Cronaca / Cronaca

Commenta Stampa

L'associazione Meter Denuncia: sempre più pedofili sui social network


L'associazione Meter Denuncia: sempre più pedofili sui social network
03/11/2011, 16:11

Avola (Sr), 03 novembre 2011 - Inarrestabile lo sfruttamento sessuale dei bambini e la produzione di materiale foto e video pedofilo, con un aumento dei neonati. 16.000 siti denunciati in dieci mesi (pari a 1600 al mese, 53 al giorno) al CNCPO (Centro Nazionale contro la pedofilia e la pedopornografia) e al Compartimento "Sicilia Orientale" della Polizia Postale e delle Comunicazioni della Procura Distrettuale di Catania. Una mole di segnalazioni dettagliatamente documentate che hanno permesso di aprire fascicoli di indagine per chiudere i siti, ma soprattutto individuare i bambini vittime di violenza sessuale.



SOCIALNETWORK SOTTOACCUSA. Tecniche sempre più sofisticate per l'accesso alle pagine proibite. Password e comunicazioni vengono immediatamente comunicate attraverso sms a cellulari personali o riservati. Una metodologia tutta nuova che i social network dei paesi dell'est permettono di utilizzare e così eludere i controlli.

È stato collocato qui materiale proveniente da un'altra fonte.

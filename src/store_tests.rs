//! Tests for the card store.

use super::*;
use std::collections::VecDeque;
use std::sync::atomic::{AtomicUsize, Ordering};
use std::sync::Mutex;
use tokio::sync::Notify;

fn card(title: &str) -> ExploreCard {
    ExploreCard {
        title: title.to_string(),
        background_image: format!("http://example.com/{}.jpg", title.to_lowercase()),
        top_description: None,
        bottom_description: None,
        promo_message: None,
        content: None,
    }
}

fn cards(titles: &[&str]) -> Vec<ExploreCard> {
    titles.iter().map(|t| card(t)).collect()
}

/// Scripted service: answers fetches from a queue, records image requests
#[derive(Default)]
struct MockService {
    responses: Mutex<VecDeque<FetchOutcome>>,
    fetches: AtomicUsize,
    image_requests: Mutex<Vec<String>>,
    gate: Option<Arc<Notify>>,
    /// Number of leading fetches that panic instead of answering
    panics: AtomicUsize,
}

impl MockService {
    fn answering(responses: Vec<FetchOutcome>) -> Self {
        Self {
            responses: Mutex::new(responses.into()),
            ..Self::default()
        }
    }

    fn gated(responses: Vec<FetchOutcome>, gate: Arc<Notify>) -> Self {
        Self {
            gate: Some(gate),
            ..Self::answering(responses)
        }
    }

    fn panicking_once(responses: Vec<FetchOutcome>) -> Self {
        Self {
            panics: AtomicUsize::new(1),
            ..Self::answering(responses)
        }
    }

    fn fetches(&self) -> usize {
        self.fetches.load(Ordering::SeqCst)
    }
}

impl ExploreService for MockService {
    async fn fetch_explore_data(&self) -> ExploreResult<Vec<ExploreCard>> {
        self.fetches.fetch_add(1, Ordering::SeqCst);
        let panics = self.panics.load(Ordering::SeqCst);
        if panics > 0 {
            self.panics.store(panics - 1, Ordering::SeqCst);
            panic!("feed exploded");
        }
        if let Some(gate) = &self.gate {
            gate.notified().await;
        }
        let next = self.responses.lock().unwrap().pop_front();
        next.unwrap_or(Err(ExploreCardError::InvalidUrl))
    }

    async fn load_image(&self, url: &str) -> Option<ImageData> {
        self.image_requests.lock().unwrap().push(url.to_string());
        None
    }
}

#[derive(Default)]
struct RecordingObserver {
    loaded: AtomicUsize,
    failures: Mutex<Vec<String>>,
}

impl RecordingObserver {
    fn loaded(&self) -> usize {
        self.loaded.load(Ordering::SeqCst)
    }

    fn failures(&self) -> Vec<String> {
        self.failures.lock().unwrap().clone()
    }
}

impl ExploreCardObserver for RecordingObserver {
    fn did_load_cards(&self) {
        self.loaded.fetch_add(1, Ordering::SeqCst);
    }

    fn did_fail_loading_cards(&self, error: &ExploreCardError) {
        self.failures.lock().unwrap().push(error.kind().to_string());
    }
}

fn store_with(service: MockService) -> (ExploreCardStore<MockService>, Arc<RecordingObserver>) {
    let mut store = ExploreCardStore::new(Arc::new(service), Handle::current());
    let observer = Arc::new(RecordingObserver::default());
    store.set_observer(&observer);
    (store, observer)
}

// ── initial state ────────────────────────────────────────────────────

#[tokio::test]
async fn new_store_is_empty_and_idle() {
    let (store, observer) = store_with(MockService::default());

    assert_eq!(store.number_of_cards(), 0);
    assert!(store.is_empty());
    assert!(!store.is_loading());
    assert!(store.card_at(0).is_none());
    assert_eq!(observer.loaded(), 0);
}

// ── loading ──────────────────────────────────────────────────────────

#[tokio::test]
async fn successful_load_publishes_cards_and_notifies_once() {
    let (mut store, observer) = store_with(MockService::answering(vec![Ok(cards(&[
        "Tops", "Denim", "Shorts",
    ]))]));

    store.load_cards();
    assert!(store.is_loading());
    store.settle().await;

    assert!(!store.is_loading());
    assert_eq!(store.number_of_cards(), 3);
    assert_eq!(observer.loaded(), 1);
    assert!(observer.failures().is_empty());
}

#[tokio::test]
async fn failed_load_notifies_once_and_keeps_list_empty() {
    let (mut store, observer) = store_with(MockService::answering(vec![Err(
        ExploreCardError::InvalidStatusCode(reqwest::StatusCode::INTERNAL_SERVER_ERROR),
    )]));

    store.load_cards();
    store.settle().await;

    assert!(!store.is_loading());
    assert_eq!(store.number_of_cards(), 0);
    assert_eq!(observer.loaded(), 0);
    assert_eq!(observer.failures(), vec!["bad_status".to_string()]);
}

#[tokio::test]
async fn failed_reload_keeps_previous_cards() {
    let (mut store, observer) = store_with(MockService::answering(vec![
        Ok(cards(&["Tops", "Denim"])),
        Err(ExploreCardError::InvalidUrl),
    ]));

    store.load_cards();
    store.settle().await;
    let before = store.cards().to_vec();

    store.load_cards();
    store.settle().await;

    assert_eq!(store.cards(), before.as_slice());
    assert_eq!(store.number_of_cards(), 2);
    assert_eq!(observer.loaded(), 1);
    assert_eq!(observer.failures().len(), 1);
}

#[tokio::test]
async fn successful_reload_replaces_list_wholesale() {
    let (mut store, observer) = store_with(MockService::answering(vec![
        Ok(cards(&["Tops", "Denim", "Shorts"])),
        Ok(cards(&["Outerwear"])),
    ]));

    store.load_cards();
    store.settle().await;
    store.load_cards();
    store.settle().await;

    assert_eq!(store.number_of_cards(), 1);
    assert_eq!(store.card_at(0).unwrap().title, "Outerwear");
    assert_eq!(observer.loaded(), 2);
}

#[tokio::test]
async fn retry_after_failure_loads_cards() {
    let (mut store, observer) = store_with(MockService::answering(vec![
        Err(ExploreCardError::InvalidUrl),
        Ok(cards(&["Tops"])),
    ]));

    store.load_cards();
    store.settle().await;
    assert!(store.is_empty());

    store.load_cards();
    store.settle().await;

    assert_eq!(store.number_of_cards(), 1);
    assert_eq!(observer.failures().len(), 1);
    assert_eq!(observer.loaded(), 1);
}

// ── single flight ────────────────────────────────────────────────────

#[tokio::test]
async fn load_while_loading_is_ignored() {
    let gate = Arc::new(Notify::new());
    let (mut store, observer) = store_with(MockService::gated(
        vec![Ok(cards(&["Tops"])), Ok(cards(&["Denim"]))],
        Arc::clone(&gate),
    ));

    store.load_cards();
    // Let the fetch task start and park on the gate
    tokio::task::yield_now().await;
    assert_eq!(store.service().fetches(), 1);

    store.load_cards();
    store.load_cards();
    tokio::task::yield_now().await;

    assert!(store.is_loading());
    assert_eq!(store.service().fetches(), 1);
    assert_eq!(store.process_events(), 0);

    gate.notify_one();
    store.settle().await;

    assert!(!store.is_loading());
    assert_eq!(store.service().fetches(), 1);
    assert_eq!(store.card_at(0).unwrap().title, "Tops");
    assert_eq!(observer.loaded(), 1);
}

#[tokio::test]
async fn process_events_applies_completed_fetch() {
    let (mut store, observer) = store_with(MockService::answering(vec![Ok(cards(&["Tops"]))]));

    store.load_cards();
    let mut applied = 0;
    for _ in 0..10 {
        tokio::task::yield_now().await;
        applied = store.process_events();
        if applied > 0 {
            break;
        }
    }

    assert_eq!(applied, 1);
    assert_eq!(store.number_of_cards(), 1);
    assert_eq!(observer.loaded(), 1);
}

#[tokio::test]
async fn settle_without_load_returns_immediately() {
    let (mut store, observer) = store_with(MockService::default());

    store.settle().await;

    assert_eq!(store.service().fetches(), 0);
    assert_eq!(observer.loaded(), 0);
    assert!(observer.failures().is_empty());
}

#[tokio::test]
async fn panicked_fetch_reports_failure_and_allows_retry() {
    let (mut store, observer) =
        store_with(MockService::panicking_once(vec![Ok(cards(&["Tops"]))]));

    store.load_cards();
    store.settle().await;

    assert!(!store.is_loading());
    assert_eq!(observer.failures(), vec!["interrupted".to_string()]);

    store.load_cards();
    store.settle().await;

    assert_eq!(store.service().fetches(), 2);
    assert_eq!(store.number_of_cards(), 1);
    assert_eq!(observer.loaded(), 1);
}

#[tokio::test]
async fn process_events_notices_panicked_fetch() {
    let (mut store, observer) = store_with(MockService::panicking_once(Vec::new()));

    store.load_cards();
    let mut applied = 0;
    for _ in 0..10 {
        tokio::task::yield_now().await;
        applied = store.process_events();
        if applied > 0 {
            break;
        }
    }

    assert_eq!(applied, 1);
    assert!(!store.is_loading());
    assert_eq!(observer.failures(), vec!["interrupted".to_string()]);
}

// ── observer ownership ───────────────────────────────────────────────

#[tokio::test]
async fn store_does_not_keep_observer_alive() {
    let (mut store, observer) = store_with(MockService::answering(vec![Ok(cards(&["Tops"]))]));
    let weak = Arc::downgrade(&observer);
    drop(observer);
    assert!(weak.upgrade().is_none());

    store.load_cards();
    store.settle().await;

    assert_eq!(store.number_of_cards(), 1);
}

#[tokio::test]
async fn cleared_observer_is_not_notified() {
    let (mut store, observer) = store_with(MockService::answering(vec![Ok(cards(&["Tops"]))]));
    store.clear_observer();

    store.load_cards();
    store.settle().await;

    assert_eq!(observer.loaded(), 0);
}

// ── lookup ───────────────────────────────────────────────────────────

#[tokio::test]
async fn card_at_matches_loaded_list() {
    let loaded = cards(&["Tops", "Denim", "Shorts", "Outerwear"]);
    let (mut store, _observer) = store_with(MockService::answering(vec![Ok(loaded.clone())]));

    store.load_cards();
    store.settle().await;

    for (i, expected) in loaded.iter().enumerate() {
        assert_eq!(store.card_at(i as isize), Some(expected));
    }
    assert!(store.card_at(-1).is_none());
    assert!(store.card_at(loaded.len() as isize).is_none());
    assert!(store.card_at(loaded.len() as isize + 100).is_none());
    assert!(store.card_at(isize::MIN).is_none());
    assert_eq!(store.card(3), Some(&loaded[3]));
    assert!(store.card(usize::MAX).is_none());
}

// ── images ───────────────────────────────────────────────────────────

#[tokio::test]
async fn request_image_uses_background_image_url() {
    let (store, _observer) = store_with(MockService::default());
    let denim = card("Denim");

    let image = tokio::spawn(store.request_image(&denim)).await.unwrap();

    assert!(image.is_none());
    assert_eq!(
        *store.service().image_requests.lock().unwrap(),
        vec!["http://example.com/denim.jpg".to_string()]
    );
}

MINORI CHE ABUSANO DI MINORI. Un fenomeno in crescita. I pedofili per estendere la normalizzazione del fenomeno tra i minori stessi fanno compiere atti sessuali tra minori producendo anche didascalie accanto alle foto e ai video dove dichiarano che un bambino di anni 8 può fare sesso con uno di 3; come uno di 10 con uno di 5; uno di 12 con uno di 6 etc.



CONGELAMENTO E OSCURAMENTO DEI SITI. Chiudere e oscurare i siti attraverso il "congelamento dei dati" che non possono essere cancellati o perduti da parte dei server provider. Solo l'analisi del flusso dei dati permette l'individuazione dei soggetti e molto spesso i soggetti pedopornografici non sono solo quelli che detengono e diffondono materiale, ma sono anche produttori.



COLPIRE I PRODUTTORI/INDIVIDUARE LE VITTIME. "LA FIDUCIA SI SPEGNE SE NASCONDI UN ABUSO". Con questo slogan Meter avvierà nei prossimi giorni una campagna informazione rivolta a tutte le vittime di pedopornografia e pedofilia, chiedendo di uscire dal silenzio, dal nascondimento e inoltrare una segnalazione e una denuncia alle autorità competenti e anche a Meter: le vittime non devono sentirsi sole e possono a testa alta uscire dal silenzio, dall'imbarazzo e dalla vergogna. Centinaia di migliaia di bambini violati, i loro volti circolano liberamente sul web, violenze visibili sotto gli occhi di tutti che spesso il senso di colpa e la vergogna delle vittime li costringono a rimanere nell'oblio del loro dolore. Solo lo scorso anno Meter ne ha contate una per una 68.950.



DON DI NOTO: FERMATE QUESTA VIOLENZA SU INNOCENTI: “Lo chiedo al presidente della Repubblica, alla politica, alle Nazioni Unite ed all’Europa: fermate questa ignobile violenza e strage di innocenti”, dice don Fortunato Di Noto, presidente e fondatore di Meter. “Lo chiedo a nome di vittime rimaste violate due volte: dalla violenza e dall’indifferenza del diritto”, conclude.